WORK TO BE COMPLETED
Reading through the lines below, count those that include the string "ExportFormat"; the answer is that number and nothing else.

THE INPUT
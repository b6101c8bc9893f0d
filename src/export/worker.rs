use std::sync::Arc;
use std::thread::JoinHandle;

use tracing::{debug, warn};

use crate::export::controller::ExportController;
use crate::foundation::error::{StratumError, StratumResult};

/// Fixed set of named OS threads draining the controller's queue.
#[derive(Debug)]
pub struct WorkerPool {
    controller: Arc<ExportController>,
    handles: Vec<JoinHandle<()>>,
}

impl WorkerPool {
    /// Spawn `workers` threads (at least one).
    pub fn spawn(controller: Arc<ExportController>, workers: usize) -> StratumResult<Self> {
        let count = workers.max(1);
        let mut handles = Vec::with_capacity(count);
        for i in 0..count {
            let ctrl = Arc::clone(&controller);
            let handle = std::thread::Builder::new()
                .name(format!("stratum-export-{i}"))
                .spawn(move || worker_loop(&ctrl))
                .map_err(|e| {
                    StratumError::Other(anyhow::anyhow!("failed to spawn export worker {i}: {e}"))
                })?;
            handles.push(handle);
        }
        debug!(workers = count, "export worker pool started");
        Ok(Self {
            controller,
            handles,
        })
    }

    /// Number of worker threads.
    pub fn size(&self) -> usize {
        self.handles.len()
    }

    /// Close the queue, let workers drain it and join them.
    pub fn shutdown(mut self) -> StratumResult<()> {
        self.stop()
    }

    fn stop(&mut self) -> StratumResult<()> {
        self.controller.queue().close();
        let mut panicked = 0;
        for handle in self.handles.drain(..) {
            if handle.join().is_err() {
                panicked += 1;
            }
        }
        if panicked > 0 {
            return Err(StratumError::Other(anyhow::anyhow!(
                "{panicked} export worker(s) panicked"
            )));
        }
        debug!("export worker pool stopped");
        Ok(())
    }
}

impl Drop for WorkerPool {
    fn drop(&mut self) {
        if !self.handles.is_empty() {
            let _ = self.stop();
        }
    }
}

fn worker_loop(controller: &ExportController) {
    while let Some(id) = controller.queue().pop() {
        match controller.process(id) {
            Ok(status) => debug!(job = %id, %status, "worker finished job"),
            Err(err) => warn!(job = %id, error = %err, "worker could not process job"),
        }
    }
}

#[cfg(test)]
#[path = "../../tests/unit/export/worker.rs"]
mod tests;
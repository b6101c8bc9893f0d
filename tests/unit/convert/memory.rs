use super::*;
use crate::convert::format::{ConvertOptions, ExportFormat};
use crate::design::model::Background;

fn doc() -> Document {
    Document {
        width: 8,
        height: 8,
        background: Background::default(),
        animation: None,
        primitives: Vec::new(),
    }
}

#[test]
fn records_requests_and_consumes_failures_in_order() {
    let dir = tempfile::tempdir().unwrap();
    let conv = InMemoryConverter::new();
    conv.fail_next(ScriptedFailure::Timeout);
    let req = ConvertRequest {
        format: ExportFormat::Png,
        options: ConvertOptions::default(),
        output_path: dir.path().join("a.png"),
    };

    assert!(matches!(
        conv.convert(&doc(), &req),
        Err(StratumError::Timeout(_))
    ));
    let handle = conv.convert(&doc(), &req).unwrap();
    assert!(handle.size_bytes > 0);
    assert_eq!(conv.requests().len(), 2);
    assert_eq!(conv.requests()[0], req);
}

THE ANSWER
2